* _WHAT IS REQUIRED_
Below are several records. Retype exactly those lines running from the one with "use std::fmt;" through the one with "pub struct CollaboratorError(pub String);", end lines included, and no others.

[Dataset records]
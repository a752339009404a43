// src/seed.rs

use crate::{
    error::AppError,
    models::{
        comment::{AuthorSnapshot, NewComment},
        post::excerpt_from,
    },
    state::AppState,
    store::{posts::PostDraft, users::ProfileChanges},
    utils::hash::hash_password,
};

const DEMO_AVATAR: &str =
    "https://images.pexels.com/photos/220453/pexels-photo-220453.jpeg?auto=compress&cs=tinysrgb&w=150";

/// Seeds a demo account with a welcome post and a first comment,
/// so a fresh instance has something to render.
pub async fn seed_demo(state: &AppState, email: &str, password: &str) -> Result<(), AppError> {
    if state.users.find_by_email(email).await.is_some() {
        return Ok(());
    }

    tracing::info!("Seeding demo user: {}", email);
    let hashed_password = hash_password(password)?;
    let user = state
        .users
        .insert("demo", email, hashed_password)
        .await
        .map_err(|e| AppError::Conflict(format!("Demo user conflicts on {:?}", e)))?;
    let changes = ProfileChanges {
        avatar: Some(DEMO_AVATAR.to_string()),
        ..Default::default()
    };
    let user = state
        .users
        .update_profile(user.id, changes)
        .await
        .ok()
        .flatten()
        .unwrap_or(user);

    let content = "This is a sample blog post demonstrating the features of the platform. \
                   You can create, edit, and delete posts, as well as comment and react to them!";
    let post = state
        .posts
        .insert(PostDraft {
            title: "Welcome to the Blog Platform".to_string(),
            content: content.to_string(),
            excerpt: excerpt_from(content),
            tags: vec!["welcome".to_string(), "demo".to_string()],
            featured_image: None,
            author: AuthorSnapshot {
                id: user.id,
                username: user.username.clone(),
                avatar: user.avatar.clone(),
            },
        })
        .await;

    state
        .comments
        .create(NewComment {
            post_id: post.id,
            author_id: user.id,
            content: "Great introduction to the platform! Looking forward to more features."
                .to_string(),
            parent_id: None,
        })
        .await?;

    tracing::info!("Demo content created (post {}).", post.id);
    Ok(())
}
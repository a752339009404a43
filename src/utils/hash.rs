use argon2::{
    Argon2,
    password_hash::{
        Error as HashError, PasswordHash, PasswordHasher, PasswordVerifier, SaltString,
        rand_core::OsRng,
    },
};
use crate::error::AppError;

/// Hashes a plaintext password into a PHC string with a fresh random salt.
pub fn hash_password(password: &str) -> Result<String, AppError> {
    let salt = SaltString::generate(&mut OsRng);

    Argon2::default()
        .hash_password(password.as_bytes(), &salt)
        .map(|hash| hash.to_string())
        .map_err(|e| AppError::InternalServerError(e.to_string()))
}

/// Checks a login attempt against a stored hash.
/// A mismatch is `Ok(false)`; only an unreadable stored hash is an error.
pub fn verify_password(password: &str, password_hash: &str) -> Result<bool, AppError> {
    let parsed_hash = PasswordHash::new(password_hash)
        .map_err(|e| AppError::InternalServerError(e.to_string()))?;

    match Argon2::default().verify_password(password.as_bytes(), &parsed_hash) {
        Ok(()) => Ok(true),
        Err(HashError::Password) => Ok(false),
        Err(e) => Err(AppError::InternalServerError(e.to_string())),
    }
}
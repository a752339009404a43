// src/config.rs

use std::env;
use std::time::Duration;
use dotenvy::dotenv;

#[derive(Debug, Clone)]
pub struct Config {
    pub jwt_secret: String,
    /// Token lifetime in seconds.
    pub jwt_expiration: u64,
    pub rust_log: String,
    pub port: u16,
    pub log_dir: String,
    pub cors_origins: Vec<String>,
    /// Upper bound for a single post/identity lookup made by the comment store.
    pub collaborator_timeout: Duration,
    pub demo_email: Option<String>,
    pub demo_password: Option<String>,
}

impl Config {
    pub fn from_env() -> Self {
        dotenv().ok();

        let jwt_secret = env::var("JWT_SECRET")
            .expect("JWT_SECRET must be set");

        let jwt_expiration = env::var("JWT_EXPIRATION")
            .ok()
            .and_then(|v| v.parse().ok())
            .unwrap_or(7 * 24 * 60 * 60);

        let rust_log = env::var("RUST_LOG")
            .unwrap_or_else(|_| "info".to_string());

        let port = env::var("PORT")
            .ok()
            .and_then(|v| v.parse().ok())
            .unwrap_or(5000);

        let log_dir = env::var("LOG_DIR").unwrap_or_else(|_| "logs".to_string());

        let cors_origins = env::var("CORS_ORIGINS")
            .map(|v| {
                v.split(',')
                    .map(|o| o.trim().to_string())
                    .filter(|o| !o.is_empty())
                    .collect()
            })
            .unwrap_or_else(|_| {
                vec![
                    "http://localhost:5173".to_string(),
                    "http://localhost:3000".to_string(),
                ]
            });

        let collaborator_timeout = env::var("COLLABORATOR_TIMEOUT_MS")
            .ok()
            .and_then(|v| v.parse().ok())
            .map(Duration::from_millis)
            .unwrap_or(Duration::from_secs(2));

        Self {
            jwt_secret,
            jwt_expiration,
            rust_log,
            port,
            log_dir,
            cors_origins,
            collaborator_timeout,
            demo_email: env::var("DEMO_EMAIL").ok(),
            demo_password: env::var("DEMO_PASSWORD").ok(),
        }
    }

    /// Configuration for tests and embedding: no env lookups, no demo seed.
    pub fn for_secret(jwt_secret: impl Into<String>) -> Self {
        Self {
            jwt_secret: jwt_secret.into(),
            jwt_expiration: 600,
            rust_log: "error".to_string(),
            port: 0,
            log_dir: "logs".to_string(),
            cors_origins: Vec::new(),
            collaborator_timeout: Duration::from_secs(2),
            demo_email: None,
            demo_password: None,
        }
    }
}
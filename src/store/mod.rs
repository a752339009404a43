//! In-memory collections backing the API.
//!
//! Each collection sits behind its own `tokio::sync::RwLock`. The comment
//! store is the only one with an abstract interface (`CommentStore`), since
//! it is the part handlers must be able to swap or fake; it reaches posts and
//! users only through the collaborator traits below.

use std::fmt;

use async_trait::async_trait;

pub mod comments;
pub mod posts;
pub mod reactions;
pub mod thread;
pub mod users;

pub use comments::{CommentStore, InMemoryCommentStore};
pub use posts::PostStore;
pub use reactions::ReactionStore;
pub use thread::ThreadError;
pub use users::UserStore;

/// A lookup against a collaborator could not be answered.
#[derive(Debug, Clone)]
pub struct CollaboratorError(pub String);

impl fmt::Display for CollaboratorError {
    fn fmt(&self, f: &mut fmt::Formatter<'_>) -> fmt::Result {
        f.write_str(&self.0)
    }
}

impl std::error::Error for CollaboratorError {}

/// Display attributes of an actor, as resolved at comment creation.
#[derive(Debug, Clone, PartialEq, Eq)]
pub struct Identity {
    pub id: i64,
    pub display_name: String,
    pub avatar_url: Option<String>,
}

/// Answers whether a post exists.
#[async_trait]
pub trait PostRegistry: Send + Sync {
    async fn exists(&self, post_id: i64) -> Result<bool, CollaboratorError>;
}

/// Resolves a user id to display attributes; `Ok(None)` for unknown users.
#[async_trait]
pub trait IdentityProvider: Send + Sync {
    async fn resolve(&self, user_id: i64) -> Result<Option<Identity>, CollaboratorError>;
}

* _FINISHED TASK_
use std::fmt;

use async_trait::async_trait;

pub mod comments;
pub mod posts;
pub mod reactions;
pub mod thread;
pub mod users;

pub use comments::{CommentStore, InMemoryCommentStore};
pub use posts::PostStore;
pub use reactions::ReactionStore;
pub use thread::ThreadError;
pub use users::UserStore;

/// A lookup against a collaborator could not be answered.
#[derive(Debug, Clone)]
pub struct CollaboratorError(pub String);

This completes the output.